Mais do que música, foi meditação o que propôs o instrumentista
e compositor sul-africano de 67
anos na primeira noite do 3º Chivas Jazz Festival em São Paulo.
Ibrahim, ou Adolphus "Dollar"
Brand, como era conhecido antes
de sua conversão ao islamismo,
em 1968, chegou ao palco de bata
roxa e olhar longínquo. Sentou ao
piano e tocou por uma hora, sem
deixar nenhum vazio entre o final
de um tema e o começo de outro.
Domínio do espaço musical,
aliás, foi uma das grandes qualidades da apresentação do pianista. Escoltado pelo também elegante baixista Beldon Bullock e
pelo competente, ainda que por
vezes ruidoso, baterista George
Gray, Ibrahim mesclou com
maestria as suas intervenções
com os silêncios que vivem dentro de cada música.

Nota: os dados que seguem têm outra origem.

/// Benchmarks for the retention store.
use criterion::{black_box, criterion_group, criterion_main, Criterion};
use equipstat::ingest;
use equipstat::models::{EnvelopeSummary, MeasurementRow};
use equipstat::retention::{
    EnvelopeBackend, MemoryBackend, RetentionStore, SledBackend, DEFAULT_CAPACITY,
};

fn get_test_summary() -> EnvelopeSummary {
    let rows: Vec<MeasurementRow> = (0..10)
        .map(|i| {
            MeasurementRow::new()
                .with("Equipment Name", format!("Pump-{}", i).as_str())
                .with("Type", "Pump")
                .with("Flowrate", 10.0 * i as f64)
                .with("Pressure", 5.0)
                .with("Temperature", 100.0)
        })
        .collect();
    ingest::build(&rows).unwrap()
}

type BackendFn = fn() -> Box<dyn EnvelopeBackend>;

fn criterion_benchmark(c: &mut Criterion) {
    let runtime = tokio::runtime::Runtime::new().unwrap();
    let summary = get_test_summary();
    let backends: [(&str, BackendFn); 2] = [
        ("memory", || Box::new(MemoryBackend::new())),
        ("sled", || Box::new(SledBackend::temporary().unwrap())),
    ];
    for (backend_name, backend) in backends {
        let store = RetentionStore::open(backend(), DEFAULT_CAPACITY).unwrap();
        let name = format!("append({})", backend_name);
        c.bench_function(&name, |b| {
            b.to_async(&runtime)
                .iter(|| async { store.append(black_box(summary.clone())).await.unwrap() })
        });
        let name = format!("list({})", backend_name);
        c.bench_function(&name, |b| {
            b.to_async(&runtime)
                .iter(|| async { store.list(black_box(5)).await })
        });
    }
}

criterion_group!(benches, criterion_benchmark);
criterion_main!(benches);
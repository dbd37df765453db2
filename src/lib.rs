//! This crate provides a server that summarises equipment sensor readings. Operators upload CSV
//! tables of readings (equipment name, type, flowrate, pressure and temperature); each upload is
//! reduced to a compact statistical envelope and only the most recent envelopes are retained.
//! A client library talks to the server and recovers from access token expiry without the caller
//! noticing.
//!
//! The pieces are:
//!
//! * [ingest] reduces parsed rows to an [models::EnvelopeSummary] in a single pass.
//! * [retention] keeps a bounded window of [models::AggregateEnvelope]s, evicting the oldest as
//!   part of every append, over a memory or [sled] backend.
//! * [client] provides [client::ResilientClient], which refreshes its credential pair and retries
//!   a request once when the server answers 401 Unauthorized.
//! * [report] projects an envelope into the data a report document shows, and renders it.
//!
//! The server is built on top of a number of open source components.
//!
//! * [Tokio](tokio), the most popular asynchronous Rust runtime.
//! * [Axum](axum) web framework, built by the Tokio team, on top of the [hyper] HTTP library.
//! * [Serde](serde) performs (de)serialisation of JSON request and response data.
//! * [csv] decodes uploaded tables.
//! * [reqwest] carries the client's requests.

pub mod app;
pub mod app_state;
pub mod auth;
pub mod cli;
pub mod client;
pub mod error;
pub mod ingest;
pub mod metrics;
pub mod models;
pub mod report;
pub mod resource_manager;
pub mod retention;
pub mod server;
pub mod table;
#[cfg(test)]
pub mod test_utils;
pub mod tracing;
pub mod validated_json;
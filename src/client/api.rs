//! Typed calls to the equipstat HTTP API.

use super::issuer::HttpIssuer;
use super::session::{CredentialPair, ResilientClient};
use super::transport::{ApiRequest, HttpTransport, RequestBody};
use super::ClientError;
use crate::models::AggregateEnvelope;

use std::sync::Arc;

use bytes::Bytes;
use url::Url;

/// A downloaded report document.
#[derive(Clone, Debug, PartialEq)]
pub struct ReportDocument {
    pub content_type: Option<String>,
    pub bytes: Bytes,
}

/// Client for the equipstat HTTP API.
#[derive(Debug)]
pub struct EquipStatClient {
    session: ResilientClient,
}

impl EquipStatClient {
    /// Create a client for the server at `base_url` using reqwest.
    pub fn new(base_url: Url) -> Self {
        let http = reqwest::Client::new();
        let transport = HttpTransport::new(base_url.clone(), http.clone());
        let issuer = HttpIssuer::new(base_url, http);
        Self::with_session(ResilientClient::new(Arc::new(transport), Arc::new(issuer)))
    }

    /// Create a client over an existing session.
    pub fn with_session(session: ResilientClient) -> Self {
        Self { session }
    }

    /// The underlying session.
    pub fn session(&self) -> &ResilientClient {
        &self.session
    }

    pub async fn login(&self, username: &str, password: &str) -> Result<CredentialPair, ClientError> {
        self.session.login(username, password).await
    }

    pub fn logout(&self) {
        self.session.logout()
    }

    /// Upload a CSV table and return the envelope summarising it.
    pub async fn upload_csv(
        &self,
        file_name: &str,
        bytes: impl Into<Bytes>,
    ) -> Result<AggregateEnvelope, ClientError> {
        let request = ApiRequest::post(
            "/upload",
            RequestBody::Csv {
                file_name: file_name.to_string(),
                bytes: bytes.into(),
            },
        );
        self.session.execute(&request).await?.json()
    }

    /// Returns the retained envelopes, most recent first.
    pub async fn history(&self, limit: Option<usize>) -> Result<Vec<AggregateEnvelope>, ClientError> {
        let target = match limit {
            Some(limit) => format!("/history?limit={}", limit),
            None => "/history".to_string(),
        };
        self.session.execute(&ApiRequest::get(target)).await?.json()
    }

    /// Returns a single retained envelope.
    pub async fn dataset(&self, id: u64) -> Result<AggregateEnvelope, ClientError> {
        self.session
            .execute(&ApiRequest::get(format!("/datasets/{}", id)))
            .await?
            .json()
    }

    /// Download the rendered report of a retained envelope.
    pub async fn download_report(&self, id: u64) -> Result<ReportDocument, ClientError> {
        let response = self
            .session
            .execute(&ApiRequest::get(format!("/datasets/{}/report", id)))
            .await?;
        Ok(ReportDocument {
            content_type: response.content_type,
            bytes: response.body,
        })
    }
}
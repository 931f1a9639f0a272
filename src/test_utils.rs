//! Shared proptest strategies for unit tests.

use proptest::prelude::*;

/// Arbitrary text without single quotes, so it is never malformed.
pub(crate) fn arb_balanced_text(max_len: usize) -> impl Strategy<Value = String> {
    prop::string::string_regex(&format!("[a-zA-Z0-9 <>&\"=_-]{{0,{}}}", max_len))
        .expect("valid regex")
}

/// Arbitrary text that may contain any printable character.
pub(crate) fn arb_any_text(max_len: usize) -> impl Strategy<Value = String> {
    prop::string::string_regex(&format!("[ -~]{{0,{}}}", max_len)).expect("valid regex")
}
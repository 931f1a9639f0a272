//! The fixed, read-only user table every lookup runs against.

use std::collections::HashSet;
use std::fmt;

use crate::error::{Error, ErrorKind};
use crate::secret::Secret;

/// Account role shown in the results table.
#[derive(Debug, Clone, Copy, PartialEq, Eq, Hash)]
pub enum Role {
    /// Administrator account
    Admin,
    /// Regular account
    User,
    /// Guest account
    Guest,
}

impl fmt::Display for Role {
    fn fmt(&self, f: &mut fmt::Formatter<'_>) -> fmt::Result {
        match self {
            Role::Admin => write!(f, "admin"),
            Role::User => write!(f, "user"),
            Role::Guest => write!(f, "guest"),
        }
    }
}

/// A single user row.
///
/// Records compare equal when their identifiers match; the identifier is the
/// unique key of a [`RecordStore`].
#[derive(Debug)]
pub struct Record {
    identifier: String,
    secret: Secret,
    role: Role,
    contact: String,
}

impl Record {
    /// Creates a record.
    pub fn new(
        identifier: impl Into<String>,
        secret: impl Into<String>,
        role: Role,
        contact: impl Into<String>,
    ) -> Self {
        Self {
            identifier: identifier.into(),
            secret: Secret::new(secret),
            role,
            contact: contact.into(),
        }
    }

    /// The unique username.
    pub fn identifier(&self) -> &str {
        &self.identifier
    }

    /// The password, redacted unless explicitly exposed.
    pub fn secret(&self) -> &Secret {
        &self.secret
    }

    /// The account role.
    pub fn role(&self) -> Role {
        self.role
    }

    /// The contact email.
    pub fn contact(&self) -> &str {
        &self.contact
    }
}

impl PartialEq for Record {
    fn eq(&self, other: &Self) -> bool {
        self.identifier == other.identifier
    }
}

impl Eq for Record {}

/// Immutable, ordered collection of [`Record`]s.
///
/// There are no mutating operations; once built, the store is a snapshot that
/// every evaluation reads by reference.
///
/// # Examples
///
/// ```
/// use injection_lab::RecordStore;
///
/// let store = RecordStore::fixed();
/// assert_eq!(store.list()[0].identifier(), "admin");
/// assert!(store.find("alice", "password123").is_some());
/// ```
#[derive(Debug)]
pub struct RecordStore {
    records: Vec<Record>,
}

impl RecordStore {
    /// Builds a store from custom records.
    ///
    /// # Errors
    ///
    /// Returns [`ErrorKind::DuplicateRecord`] if two records share an identifier.
    pub fn new(records: Vec<Record>) -> Result<Self, Error> {
        let mut seen = HashSet::with_capacity(records.len());
        for record in &records {
            if !seen.insert(record.identifier()) {
                return Err(Error::new(
                    ErrorKind::DuplicateRecord {
                        identifier: record.identifier().to_string(),
                    },
                    "record identifiers must be unique",
                ));
            }
        }
        Ok(Self { records })
    }

    /// The built-in classroom dataset.
    pub fn fixed() -> Self {
        Self {
            records: vec![
                Record::new("admin", "admin123", Role::Admin, "admin@example.com"),
                Record::new("alice", "password123", Role::User, "alice@example.com"),
                Record::new("bob", "qwerty", Role::User, "bob@example.com"),
                Record::new("guest", "guest", Role::Guest, "guest@example.com"),
            ],
        }
    }

    /// All records in their fixed order.
    pub fn list(&self) -> &[Record] {
        &self.records
    }

    /// Iterates the records in order.
    pub fn iter(&self) -> std::slice::Iter<'_, Record> {
        self.records.iter()
    }

    /// Finds the record whose identifier and secret both match exactly.
    pub fn find(&self, identifier: &str, secret: &str) -> Option<&Record> {
        self.records
            .iter()
            .find(|r| r.identifier == identifier && r.secret.matches(secret))
    }

    /// Number of records.
    pub fn len(&self) -> usize {
        self.records.len()
    }

    /// Returns `true` if the store holds no records.
    pub fn is_empty(&self) -> bool {
        self.records.is_empty()
    }
}

impl Default for RecordStore {
    fn default() -> Self {
        Self::fixed()
    }
}

impl<'a> IntoIterator for &'a RecordStore {
    type Item = &'a Record;
    type IntoIter = std::slice::Iter<'a, Record>;

    fn into_iter(self) -> Self::IntoIter {
        self.iter()
    }
}

#[cfg(test)]
mod tests {
    use super::*;

    #[test]
    fn fixed_store_order_is_stable() {
        let ids: Vec<_> = RecordStore::fixed()
            .iter()
            .map(|r| r.identifier().to_string())
            .collect();

        assert_eq!(ids, vec!["admin", "alice", "bob", "guest"]);
        assert_eq!(
            ids,
            RecordStore::default()
                .iter()
                .map(|r| r.identifier().to_string())
                .collect::<Vec<_>>()
        );
    }

    #[test]
    fn find_requires_both_fields() {
        let store = RecordStore::fixed();

        assert!(store.find("bob", "qwerty").is_some());
        assert!(store.find("bob", "QWERTY").is_none());
        assert!(store.find("Bob", "qwerty").is_none());
        assert!(store.find("bob", "admin123").is_none());
    }

    #[test]
    fn duplicate_identifiers_are_rejected() {
        let result = RecordStore::new(vec![
            Record::new("carol", "a", Role::User, "c@example.com"),
            Record::new("carol", "b", Role::Guest, "c2@example.com"),
        ]);

        let err = result.unwrap_err();
        assert_eq!(
            err.kind,
            ErrorKind::DuplicateRecord {
                identifier: "carol".to_string()
            }
        );
    }

    #[test]
    fn empty_custom_store_is_allowed() {
        let store = RecordStore::new(Vec::new()).unwrap();
        assert!(store.is_empty());
        assert_eq!(store.len(), 0);
    }

    #[test]
    fn record_debug_redacts_secret() {
        let store = RecordStore::fixed();
        let debug_output = format!("{:?}", store.list()[0]);

        assert!(debug_output.contains("admin"));
        assert!(!debug_output.contains("admin123"));
        assert!(debug_output.contains("[REDACTED]"));
    }

    #[test]
    fn records_compare_by_identifier() {
        let a = Record::new("dave", "x", Role::User, "d@example.com");
        let b = Record::new("dave", "y", Role::Admin, "other@example.com");
        assert_eq!(a, b);
    }
}
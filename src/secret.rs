use std::fmt;

/// A record password that never shows up in formatted output.
///
/// The lab deliberately reveals passwords when an injection dumps the whole
/// table, but that reveal has to go through [`expose`](Self::expose). `Debug`
/// and `Display` always print `[REDACTED]`, so tracing a [`Record`](crate::Record)
/// never leaks the value.
///
/// # Examples
///
/// ```
/// use injection_lab::Secret;
///
/// let password = Secret::new("hunter2");
/// assert_eq!(format!("{:?}", password), "[REDACTED]");
/// assert_eq!(password.expose(), "hunter2");
/// ```
// Do NOT derive Clone or Debug; both would make accidental exposure easy.
pub struct Secret {
    inner: String,
}

impl Secret {
    /// Wraps a password.
    pub fn new(value: impl Into<String>) -> Self {
        Self {
            inner: value.into(),
        }
    }

    /// Returns the plain password.
    pub fn expose(&self) -> &str {
        &self.inner
    }

    /// Exact, case-sensitive comparison against a candidate.
    pub fn matches(&self, candidate: &str) -> bool {
        self.inner == candidate
    }
}

impl fmt::Debug for Secret {
    fn fmt(&self, f: &mut fmt::Formatter<'_>) -> fmt::Result {
        f.write_str("[REDACTED]")
    }
}

impl fmt::Display for Secret {
    fn fmt(&self, f: &mut fmt::Formatter<'_>) -> fmt::Result {
        f.write_str("[REDACTED]")
    }
}

#[cfg(test)]
mod tests {
    use super::*;

    #[test]
    fn secret_redacts_debug() {
        let password = Secret::new("hunter2");
        let debug_output = format!("{:?}", password);

        assert_eq!(debug_output, "[REDACTED]");
        assert!(!debug_output.contains("hunter2"));
    }

    #[test]
    fn secret_redacts_display() {
        let password = Secret::new("admin123");
        assert_eq!(password.to_string(), "[REDACTED]");
    }

    #[test]
    fn matches_is_exact_and_case_sensitive() {
        let password = Secret::new("Password1");

        assert!(password.matches("Password1"));
        assert!(!password.matches("password1"));
        assert!(!password.matches("Password1 "));
        assert!(!password.matches(""));
    }
}
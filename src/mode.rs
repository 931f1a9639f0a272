use std::fmt;

/// Whether the simulated backend takes the safe or the naive path.
///
/// For lookups, `Protected` means parameter binding and `Unprotected` means
/// string concatenation. For comment rendering, `Protected` means escaped
/// output and `Unprotected` means raw output.
#[derive(Debug, Clone, Copy, PartialEq, Eq, Hash, Default)]
pub enum Mode {
    /// Parameterized query / escaped output
    Protected,
    /// Concatenated query / raw output
    #[default]
    Unprotected,
}

impl Mode {
    /// Converts a "protected" flag into a mode.
    pub fn from_protected(protected: bool) -> Self {
        if protected {
            Mode::Protected
        } else {
            Mode::Unprotected
        }
    }

    /// Returns `true` for [`Mode::Protected`].
    pub fn is_protected(self) -> bool {
        matches!(self, Mode::Protected)
    }

    /// Returns `true` when comments are inserted without escaping.
    pub fn renders_raw(self) -> bool {
        !self.is_protected()
    }

    /// The opposite mode.
    #[must_use]
    pub fn toggled(self) -> Self {
        match self {
            Mode::Protected => Mode::Unprotected,
            Mode::Unprotected => Mode::Protected,
        }
    }
}

impl fmt::Display for Mode {
    fn fmt(&self, f: &mut fmt::Formatter<'_>) -> fmt::Result {
        match self {
            Mode::Protected => write!(f, "protected"),
            Mode::Unprotected => write!(f, "unprotected"),
        }
    }
}
//! Classroom simulator for query injection and script injection.
//!
//! Nothing here touches a database or runs a script. Every "attack" is a
//! deterministic classification of the student's input against a fixed
//! in-memory table, so each result can be explained step by step:
//!
//! - **Query injection**: [`evaluate_lookup`] simulates a login form whose
//!   backend either concatenates input into SQL or binds it as parameters.
//! - **Script injection**: [`evaluate_rendering`] simulates a guestbook that
//!   either escapes comments or inserts them raw.
//! - **Walkthroughs**: a [`Sequencer`] steps through a scripted table of
//!   [`TutorialStep`]s, each of which presets the inputs and mode.
//! - **Sessions**: a [`Lab`] ties it together for a front-end, turning
//!   discrete [`Action`]s into state changes.
//!
//! # Core Types
//!
//! - [`RecordStore`]: immutable user table the lookups read
//! - [`Outcome`] / [`Verdict`]: result of a simulated login
//! - [`Rendering`]: both renderings of a comment plus the execution flag
//! - [`SafeHtml`]: text that has been through [`neutralize`]
//!
//! # Examples
//!
//! ```
//! use injection_lab::{evaluate_lookup, evaluate_rendering, Mode, RecordStore, Verdict};
//!
//! let store = RecordStore::fixed();
//!
//! // A stray quote breaks the concatenated query
//! let outcome = evaluate_lookup(&store, "'", "anything", Mode::Unprotected);
//! assert_eq!(outcome.verdict, Verdict::Malformed);
//!
//! // The tautology dumps the whole table
//! let outcome = evaluate_lookup(&store, "' OR '1'='1", "x", Mode::Unprotected);
//! assert_eq!(outcome.matched.len(), store.len());
//!
//! // Raw output with a script tag "runs"
//! let rendering = evaluate_rendering("Mallory", "<script>alert(1)</script>", Mode::Unprotected);
//! assert!(rendering.execution_simulated);
//! ```

#![forbid(unsafe_code)]
#![warn(missing_docs)]

mod action;
mod builder;
mod error;
mod escaped;
mod lab;
mod logging;
mod lookup;
mod mode;
mod pattern;
mod record;
mod rendering;
mod secret;
mod tutorial;

#[cfg(test)]
mod test_utils;

pub use action::Action;
pub use builder::LabBuilder;
pub use error::{Error, ErrorKind};
pub use escaped::SafeHtml;
pub use lab::{Inputs, Lab, Scenario};
pub use logging::LabLog;
pub use lookup::{evaluate_lookup, Outcome, SimulatedQuery, Verdict};
pub use mode::Mode;
pub use pattern::{contains_executable_marker, is_attack_pattern, is_malformed, neutralize};
pub use record::{Record, RecordStore, Role};
pub use rendering::{evaluate_rendering, Comment, Rendering};
pub use secret::Secret;
pub use tutorial::{lookup_steps, rendering_steps, Sequencer, StepEffect, TutorialStep};
use std::fmt;

/// Errors raised while constructing a lab or adapting external input.
///
/// Evaluation itself never fails: a malformed query is reported as
/// [`Verdict::Malformed`](crate::Verdict::Malformed), not as an `Error`.
#[derive(Debug, Clone, PartialEq, Eq)]
pub struct Error {
    /// The kind of failure
    pub kind: ErrorKind,
    /// Human-readable message explaining the failure
    pub message: String,
}

impl Error {
    /// Creates a new error.
    pub fn new(kind: ErrorKind, message: impl Into<String>) -> Self {
        Self {
            kind,
            message: message.into(),
        }
    }

    /// Returns the error kind.
    pub fn kind(&self) -> &ErrorKind {
        &self.kind
    }
}

impl fmt::Display for Error {
    fn fmt(&self, f: &mut fmt::Formatter<'_>) -> fmt::Result {
        write!(f, "{}: {}", self.kind, self.message)
    }
}

impl std::error::Error for Error {}

/// The kind of [`Error`].
#[derive(Debug, Clone, PartialEq, Eq)]
pub enum ErrorKind {
    /// Two records in a store share an identifier
    DuplicateRecord {
        /// The repeated identifier
        identifier: String,
    },
    /// A tutorial was built from an empty step table
    EmptyTutorial,
    /// A key has no action bound to it
    UnknownKey {
        /// The key as received from the adapter
        key: String,
    },
}

impl fmt::Display for ErrorKind {
    fn fmt(&self, f: &mut fmt::Formatter<'_>) -> fmt::Result {
        match self {
            ErrorKind::DuplicateRecord { identifier } => {
                write!(f, "Duplicate record '{}'", identifier)
            }
            ErrorKind::EmptyTutorial => write!(f, "Empty tutorial"),
            ErrorKind::UnknownKey { key } => write!(f, "Unknown key '{}'", key),
        }
    }
}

Suas raízes jazzísticas ficaram
bastante expostas. Por um lado,
demonstrou a introspecção e a sonoridade angulosa de Thelonious
Monk. Por outro, a matriz melodiosa e suingada de Duke Ellington, mito jazzístico que Ibrahim
não só conheceu pessoalmente
como também acompanhou em
shows e gravações.
Além disso, existe a África do
Sul, de cujo vasto território sonoro o pianista garimpou fascinantes texturas rítmicas.
O espetáculo terminou com
ovação de vários minutos e com o
trio agradecendo como fazem os
mestres orientais: as palmas das
mãos unidas, paradas na altura
do peito, o tronco levemente inclinado para baixo. Jazz com feitio
de oração, do começo ao fim.
A segunda atração do Chivas
Festival só trouxe em comum um
jazz com pluralidade de sotaques.
Mas o território introspectivo de
Abdullah Ibrahim deu lugar aos
padrões extrovertidos do sexteto
do israelense Avishai Cohen.
Considerado ano após ano uma
das grandes revelações do contrabaixo pela revista "Down Beat", o
músico privilegiou o piano, seu
primeiro instrumento, para apresentar um jazz contemporâneo e
rico em variedades sonoras.
Com uma banda multinacional,
com músicos de Cuba, Israel e Argentina -o destacado trompetista Diego Urcola-, Cohen aliou
generosas pitadas latinas a um padrão sonoro movimentado e encrencado, digno de Chick Corea,
pianista com quem vem se apresentando (e com quem já veio ao
Brasil, em 1998).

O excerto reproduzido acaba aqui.